By the 14th and 15th centuries, Jews were involved in both local and long distance trade. They acted as commercial middlemen between Poland and the traders from ports in the Baltics, transporting goods over the major rivers of the Vistula, Oder, and Elbe, to Hungary and the Turkish and Italian traders situated in seaports along the Mediterranean, Adriatic, and Black Seas. Trading was hugely successful for Poland. The Jewish communities prospered and not surprisingly there was a strong backlash of resentment. By the latter part of the 15th century, Jews were forbidden from granting loans against mortgages or letters of credit. Loans were restricted to the more risky operations involving moveable goods. Despite the competition and conflicts created by the special privileges, a few Jewish traders succeeded and were able to amass considerable capital. Leaseholds were created for the royal mint, salt mines, and collecting customs and tolls in Luck, Drohobycz, Lvov, Zydaczow, Hrubieszow and Belz. As well, a few Jews from Grodno owned manor houses, meadows, fishponds, and mills. In the 15th century, agriculture played only a minor role as a source of income for Jewish families. Instead, crafts, such as fur making, tanning, and tailoring became more important.

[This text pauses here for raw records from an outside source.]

//! Local command execution.
//!
//! Commands run under `/bin/sh -c` with piped output and a hard deadline.
//! A timed-out command is killed (the dropped future takes the child with
//! it via `kill_on_drop`) and reported as a normal result with exit code
//! -1, matching what the coordinator expects from a self-terminating
//! agent.

use std::process::Stdio;
use std::time::Duration;

use thiserror::Error;
use tokio::process::Command;

#[derive(Debug, Error)]
pub enum ExecError {
    #[error("command execution failed: {0}")]
    Io(#[from] std::io::Error),
}

#[derive(Debug, Clone)]
pub struct ExecOutcome {
    pub stdout: String,
    pub stderr: String,
    pub exit_code: i64,
    pub execution_time: f64,
    pub timed_out: bool,
}

pub async fn execute(
    command: &str,
    timeout: Duration,
    max_output_bytes: usize,
) -> Result<ExecOutcome, ExecError> {
    let started = std::time::Instant::now();
    let child = Command::new("/bin/sh")
        .arg("-c")
        .arg(command)
        .stdin(Stdio::null())
        .stdout(Stdio::piped())
        .stderr(Stdio::piped())
        .kill_on_drop(true)
        .spawn()?;

    match tokio::time::timeout(timeout, child.wait_with_output()).await {
        Ok(Ok(output)) => Ok(ExecOutcome {
            stdout: capture(&output.stdout, max_output_bytes),
            stderr: capture(&output.stderr, max_output_bytes),
            exit_code: i64::from(output.status.code().unwrap_or(-1)),
            execution_time: started.elapsed().as_secs_f64(),
            timed_out: false,
        }),
        Ok(Err(err)) => Err(err.into()),
        Err(_elapsed) => Ok(ExecOutcome {
            stdout: String::new(),
            stderr: format!("command timed out after {} seconds", timeout.as_secs()),
            exit_code: -1,
            execution_time: started.elapsed().as_secs_f64(),
            timed_out: true,
        }),
    }
}

fn capture(bytes: &[u8], max_output_bytes: usize) -> String {
    if bytes.len() > max_output_bytes {
        let mut text = String::from_utf8_lossy(&bytes[..max_output_bytes]).into_owned();
        text.push_str("\n[output truncated]");
        text
    } else {
        String::from_utf8_lossy(bytes).into_owned()
    }
}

In difficult economic times, competition between the Jews and their Christian counterparts resulted in open conflicts (14th to 15th century). Anti-Jewish riots occurred in Silesia. In Western Europe, Jews had been accused of causing the Black Plague and poisoning the wells. Pogroms and banishment of Jews resulted, who then sought refuge in Poland. Jewish immigrants received Royal protection from Casimir the Great. Jewish settlements grew in Lvov, Sandomierz, Kazimierz, as well as in other communities of Great Poland, Little Poland (Malopolska), Pomerania, and Ruthenia.

Jews, who observed the religious traditions of Western Europe, are known as Ashkenazim. They represented the majority of Jewish families in Poland. With the expulsion of Jews from Spain and Portugal starting in 1492, which resulted from the policies of the Inquisition, a new influx of Jewish immigrants entered Poland, who observed Sephardic religious traditions. Not all Jews, who were expelled from Spain and Portugal, migrated to Poland. Many of them initially settled in Italy, North Africa, and the Ottoman Empire, but later on, some Jewish families migrated secondarily to Poland. Turkish Sultan Beyazed II recognized that the Ottoman Empire would prosper enormously from the addition of the skilled Jewish populations that had been expelled from the Iberian region. The Sultan could not comprehend how the Spanish and Portuguese chose to voluntarily eliminate their most educated and skillful populace. The Ottomans became the recipients of a huge Sephardic infusion, which continued to benefit the welfare of their society. Ottomans protected their Jewish communities for the next five centuries until the Empire was eliminated after World War I.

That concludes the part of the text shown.